Saved data entries
BEGIN
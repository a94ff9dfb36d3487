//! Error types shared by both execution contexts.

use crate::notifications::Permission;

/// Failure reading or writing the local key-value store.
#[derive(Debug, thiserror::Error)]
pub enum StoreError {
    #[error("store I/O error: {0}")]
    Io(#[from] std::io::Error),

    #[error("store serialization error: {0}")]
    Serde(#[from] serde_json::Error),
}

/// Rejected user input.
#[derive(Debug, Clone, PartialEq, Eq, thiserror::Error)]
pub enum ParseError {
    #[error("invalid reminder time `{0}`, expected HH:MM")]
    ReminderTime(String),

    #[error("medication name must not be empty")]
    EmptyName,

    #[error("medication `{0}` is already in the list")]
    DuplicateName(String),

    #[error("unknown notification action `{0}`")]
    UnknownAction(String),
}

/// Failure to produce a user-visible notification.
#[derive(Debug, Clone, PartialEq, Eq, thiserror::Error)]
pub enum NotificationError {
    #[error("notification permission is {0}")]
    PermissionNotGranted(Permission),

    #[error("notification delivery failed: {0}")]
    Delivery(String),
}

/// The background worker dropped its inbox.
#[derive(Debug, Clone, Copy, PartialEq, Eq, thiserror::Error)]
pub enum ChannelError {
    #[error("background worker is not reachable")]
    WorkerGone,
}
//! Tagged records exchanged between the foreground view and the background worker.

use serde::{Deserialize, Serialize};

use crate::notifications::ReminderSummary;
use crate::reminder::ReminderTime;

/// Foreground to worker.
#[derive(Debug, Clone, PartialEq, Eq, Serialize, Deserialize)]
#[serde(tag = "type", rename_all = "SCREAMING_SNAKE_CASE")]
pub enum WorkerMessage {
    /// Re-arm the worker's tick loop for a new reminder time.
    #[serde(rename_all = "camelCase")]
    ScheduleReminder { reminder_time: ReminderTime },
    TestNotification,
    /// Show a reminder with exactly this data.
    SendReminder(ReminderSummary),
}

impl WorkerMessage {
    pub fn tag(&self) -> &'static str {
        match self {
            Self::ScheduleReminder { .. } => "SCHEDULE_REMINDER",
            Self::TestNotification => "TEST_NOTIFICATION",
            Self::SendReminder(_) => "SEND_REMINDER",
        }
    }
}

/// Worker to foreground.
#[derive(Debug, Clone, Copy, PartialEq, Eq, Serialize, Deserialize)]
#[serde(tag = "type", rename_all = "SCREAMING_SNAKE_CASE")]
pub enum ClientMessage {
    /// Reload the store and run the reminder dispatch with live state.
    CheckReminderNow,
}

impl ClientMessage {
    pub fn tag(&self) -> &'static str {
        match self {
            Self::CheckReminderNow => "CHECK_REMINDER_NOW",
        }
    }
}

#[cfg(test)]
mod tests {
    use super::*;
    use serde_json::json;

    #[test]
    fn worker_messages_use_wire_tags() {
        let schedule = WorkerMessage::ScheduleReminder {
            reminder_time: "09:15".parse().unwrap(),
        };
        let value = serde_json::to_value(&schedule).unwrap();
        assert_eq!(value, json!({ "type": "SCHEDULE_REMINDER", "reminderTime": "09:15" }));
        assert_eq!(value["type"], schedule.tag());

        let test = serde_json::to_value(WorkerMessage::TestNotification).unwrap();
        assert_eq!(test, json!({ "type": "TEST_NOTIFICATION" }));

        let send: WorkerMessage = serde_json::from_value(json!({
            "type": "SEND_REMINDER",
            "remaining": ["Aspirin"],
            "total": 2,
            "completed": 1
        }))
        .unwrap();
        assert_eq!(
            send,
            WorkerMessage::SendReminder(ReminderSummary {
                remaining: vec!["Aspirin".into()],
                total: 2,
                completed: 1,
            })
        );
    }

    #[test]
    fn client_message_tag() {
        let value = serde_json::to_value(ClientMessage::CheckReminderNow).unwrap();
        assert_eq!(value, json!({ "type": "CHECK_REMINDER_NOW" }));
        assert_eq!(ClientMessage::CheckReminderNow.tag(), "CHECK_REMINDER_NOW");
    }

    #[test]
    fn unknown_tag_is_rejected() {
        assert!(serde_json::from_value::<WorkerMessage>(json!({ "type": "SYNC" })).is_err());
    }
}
END
**WORK INSTRUCTION:**
Each record should be given again exactly as it reads.

**ANSWER TO THE PROBLEM:**
repository a94ff9dfb36d3487
//! Error types shared by both execution contexts.

use crate::notifications::Permission;

/// Failure reading or writing the local key-value store.
#[derive(Debug, thiserror::Error)]
pub enum StoreError {
    #[error("store I/O error: {0}")]
    Io(#[from] std::io::Error),

    #[error("store serialization error: {0}")]
    Serde(#[from] serde_json::Error),
}

/// Rejected user input.
#[derive(Debug, Clone, PartialEq, Eq, thiserror::Error)]
pub enum ParseError {
    #[error("invalid reminder time `{0}`, expected HH:MM")]
    ReminderTime(String),

    #[error("medication name must not be empty")]
    EmptyName,

    #[error("medication `{0}` is already in the list")]
    DuplicateName(String),

    #[error("unknown notification action `{0}`")]
    UnknownAction(String),
}

/// Failure to produce a user-visible notification.
#[derive(Debug, Clone, PartialEq, Eq, thiserror::Error)]
pub enum NotificationError {
    #[error("notification permission is {0}")]
    PermissionNotGranted(Permission),

    #[error("notification delivery failed: {0}")]
    Delivery(String),
}

/// The background worker dropped its inbox.
#[derive(Debug, Clone, Copy, PartialEq, Eq, thiserror::Error)]
pub enum ChannelError {
    #[error("background worker is not reachable")]
    WorkerGone,
}
//! Tagged records exchanged between the foreground view and the background worker.

use serde::{Deserialize, Serialize};

use crate::notifications::ReminderSummary;
use crate::reminder::ReminderTime;

/// Foreground to worker.
#[derive(Debug, Clone, PartialEq, Eq, Serialize, Deserialize)]
#[serde(tag = "type", rename_all = "SCREAMING_SNAKE_CASE")]
pub enum WorkerMessage {
    /// Re-arm the worker's tick loop for a new reminder time.
    #[serde(rename_all = "camelCase")]
    ScheduleReminder { reminder_time: ReminderTime },
    TestNotification,
    /// Show a reminder with exactly this data.
    SendReminder(ReminderSummary),
}

impl WorkerMessage {
    pub fn tag(&self) -> &'static str {
        match self {
            Self::ScheduleReminder { .. } => "SCHEDULE_REMINDER",
            Self::TestNotification => "TEST_NOTIFICATION",
            Self::SendReminder(_) => "SEND_REMINDER",
        }
    }
}

/// Worker to foreground.
#[derive(Debug, Clone, Copy, PartialEq, Eq, Serialize, Deserialize)]
#[serde(tag = "type", rename_all = "SCREAMING_SNAKE_CASE")]
pub enum ClientMessage {
    /// Reload the store and run the reminder dispatch with live state.
    CheckReminderNow,
}

impl ClientMessage {
    pub fn tag(&self) -> &'static str {
        match self {
            Self::CheckReminderNow => "CHECK_REMINDER_NOW",
        }
    }
}

#[cfg(test)]
mod tests {
    use super::*;
    use serde_json::json;

    #[test]
    fn worker_messages_use_wire_tags() {
        let schedule = WorkerMessage::ScheduleReminder {
            reminder_time: "09:15".parse().unwrap(),
        };
        let value = serde_json::to_value(&schedule).unwrap();
        assert_eq!(value, json!({ "type": "SCHEDULE_REMINDER", "reminderTime": "09:15" }));
        assert_eq!(value["type"], schedule.tag());

        let test = serde_json::to_value(WorkerMessage::TestNotification).unwrap();
        assert_eq!(test, json!({ "type": "TEST_NOTIFICATION" }));

        let send: WorkerMessage = serde_json::from_value(json!({
            "type": "SEND_REMINDER",
            "remaining": ["Aspirin"],
            "total": 2,
            "completed": 1
        }))
        .unwrap();
        assert_eq!(
            send,
            WorkerMessage::SendReminder(ReminderSummary {
                remaining: vec!["Aspirin".into()],
                total: 2,
                completed: 1,
            })
        );
    }

    #[test]
    fn client_message_tag() {
        let value = serde_json::to_value(ClientMessage::CheckReminderNow).unwrap();
        assert_eq!(value, json!({ "type": "CHECK_REMINDER_NOW" }));
        assert_eq!(ClientMessage::CheckReminderNow.tag(), "CHECK_REMINDER_NOW");
    }

    #[test]
    fn unknown_tag_is_rejected() {
        assert!(serde_json::from_value::<WorkerMessage>(json!({ "type": "SYNC" })).is_err());
    }
}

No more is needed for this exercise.